The feeling of dread in my gut didn’t match the emotions I observed in the other girls around me as we retook our seats. While they wriggled around on the apparent brink of wetting themselves with excitement, I shrunk myself into as tight a ball as I could and tried not to throw up. No matter how much I wanted to be the kind of girl who looked forward to her first dance, I just couldn’t see myself going through with it.
That afternoon, when I got home from school, my mom rushed to meet me at the door. Without saying hello, she flashed a piece of paper in front of me. I barely had time to register the pirate emblem on my school’s official letterhead before my mom asked, “Do you want to go to this?” I grabbed the letter and skimmed it while my mom watched my face for some sort of reaction.
Without thinking I said, “Yeah, I’ll go,” and handed the notice back to her. My mother, like all mothers, is omniscient. After years of driving me to basketball practices and taking me to the toy store the day after Christmas so that I could return whatever Jem doll or My Little Pony my grandmother bought me in exchange for toy guns or He-Man figurines, “yeah, I’ll go,” was not the answer she expected. After a day of listening to my classmates talk about what they would wear and whom they would dance with, it wasn’t the answer I expected either. I attempted to explain away the confused look on my mom’s face. “If I don’t go to at least one, how will I know for sure that I don’t like them?” I’m not sure I convinced either of us.

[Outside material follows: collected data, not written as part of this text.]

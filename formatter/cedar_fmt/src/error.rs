//! Pass-fatal errors and the internal control-flow interrupt.
//!
//! The formatter never panics on malformed input. Anything that stops the
//! whole pass surfaces as [`FormatError`]; everything else travels as an
//! [`Interrupt`] on the `Err` arm of [`Fmt`] and is caught at a well-known
//! frame: `NeedsBreak` by the alignment that owns the break, and
//! `NotFormattable` by the enclosing sibling run, which falls back to a
//! verbatim copy of the offending construct.

use cedar_ir::Span;
use thiserror::Error;

/// A formatting pass failed as a whole. Callers must treat the source text
/// as unchanged; no partial edit list is ever exposed.
#[derive(Debug, Error, PartialEq, Eq)]
pub enum FormatError {
    /// The scanner produced a token the traversal did not expect. This
    /// means the tree and the text disagree, so every edit computed so far
    /// is suspect.
    #[error("formatter lost sync with the token stream at offset {offset}: expected {expected}, found {found}")]
    Desynchronized {
        offset: u32,
        expected: &'static str,
        found: String,
    },

    /// Compact spans store offsets as `u32`.
    #[error("source of {len} bytes exceeds the supported span range")]
    SourceTooLarge { len: usize },

    /// An internal invariant broke (for example a wrap request escaped
    /// every alignment frame).
    #[error("formatter invariant violated: {0}")]
    Internal(&'static str),
}

/// Non-fatal control flow used inside a pass.
#[derive(Debug)]
pub(crate) enum Interrupt {
    /// A line overflowed and an alignment frame agreed to take a break.
    /// `relative_depth` counts frames up from the innermost: the handler
    /// at depth 0 rewinds and retries, everyone shallower pops itself and
    /// re-raises with the depth decremented.
    NeedsBreak { relative_depth: usize },

    /// The current construct cannot be formatted (a parse `Problem` or an
    /// unexpected token inside one). The enclosing sibling run copies the
    /// construct verbatim and records one diagnostic.
    NotFormattable { at: Span },

    /// Unrecoverable; unwinds the whole pass.
    Abort(FormatError),
}

impl From<FormatError> for Interrupt {
    fn from(err: FormatError) -> Self {
        Interrupt::Abort(err)
    }
}

/// Result alias used throughout the engine.
pub(crate) type Fmt<T> = Result<T, Interrupt>;
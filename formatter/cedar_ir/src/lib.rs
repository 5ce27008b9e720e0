//! Shared foundation types for the Cedar formatter.
//!
//! Holds the pieces every other crate agrees on:
//!
//! - [`Span`]: compact byte-range source locations
//! - [`SyntaxNode`] / [`NodeKind`]: the generic syntax tree the traversal
//!   protocol walks
//! - [`SourceRecords`]: the collaborator-supplied records (macro
//!   expansions, conditional-compilation directives, comments) the
//!   skip-region table is built from
//!
//! The tree is deliberately generic: a node is a kind, a file span, an
//! expansion flag, and ordered children. Per-construct payloads (operator
//! tokens, names) stay in the token stream and are re-encountered by the
//! formatter's scanner, which is what keeps the edit list minimal.

mod node;
mod records;
mod span;

pub use node::{NodeKind, SyntaxNode};
pub use records::{
    CommentRecord, DirectiveKind, DirectiveRecord, MacroExpansionRecord, SourceRecords,
};
pub use span::{Span, SpanError};
//! Small C-family front end for the Cedar formatter.
//!
//! This crate exists to feed [`cedar_fmt`]: it produces the coarse
//! generic tree and the collaborator records (comments, evaluated
//! conditional directives, macro expansion sites) one formatting pass
//! consumes. It is not a compiler front end; there is no symbol
//! resolution and no type checking, and parse errors never fail the
//! pass — unparsable regions become `Problem` nodes the formatter
//! copies verbatim.
//!
//! ```
//! use cedar_ir::NodeKind;
//! use cedar_parse::parse;
//!
//! let parsed = parse("int x = 1;\n");
//! assert_eq!(parsed.root.kind, NodeKind::TranslationUnit);
//! assert_eq!(parsed.root.children[0].kind, NodeKind::Declaration);
//! ```
//!
//! [`cedar_fmt`]: https://docs.rs/cedar_fmt

mod collect;
mod parser;

use cedar_ir::{SourceRecords, SyntaxNode};
use cedar_lexer::SourceBuffer;
use tracing::debug;

/// A parsed file: the tree plus the records the formatter's skip table
/// is built from.
#[derive(Debug)]
pub struct ParseOutput {
    pub root: SyntaxNode,
    pub records: SourceRecords,
}

/// Parse a source file. Infallible: malformed constructs surface as
/// `Problem` nodes, never as errors.
pub fn parse(source: &str) -> ParseOutput {
    let buf = SourceBuffer::new(source);
    let collected = collect::collect(source, &buf);
    let mut parser = parser::Parser::new(source, &collected.tokens, &collected.fn_macros);
    let root = parser.translation_unit();
    let mut records = collected.records;
    records.expansions = parser.into_expansions();
    debug!(
        nodes = root.node_count(),
        expansions = records.expansions.len(),
        "parse done"
    );
    ParseOutput { root, records }
}

#[cfg(test)]
mod tests;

I was six and it was Easter. As was typically the case, my father recorded the event with the 35 mm camera that always hung around his neck. My mom still has the picture. In it, I’m standing with the Easter Bunny outside my grandparents’ country club where we were having brunch. I’m wearing a sleeveless pastel dress with a somewhat frilly, slightly puritanical white collar. My hair is long and pulled back in the same braid I wore it in every day of the year. Keeping my hair out of my eyes while biking through the woods or hunting in the creek for salamanders was the only sort of thing that informs my sense of style. My mother likely decided that letting me wear it back on this day was easier than getting me to submit to the amount of time it would take to brush through the tangled mess. My head is tilted down, but my eyes gaze up, not quite in the direction of the camera. I look uncomfortable, unhappy. Perhaps I feel like someone who’s being forced, against her will, to exist outside of her comfort zone. A girl who is trying, and failing, to pass herself off as someone she isn’t. Or maybe, as someone looking at the picture now and finding the scene wholly unnatural, I’m projecting.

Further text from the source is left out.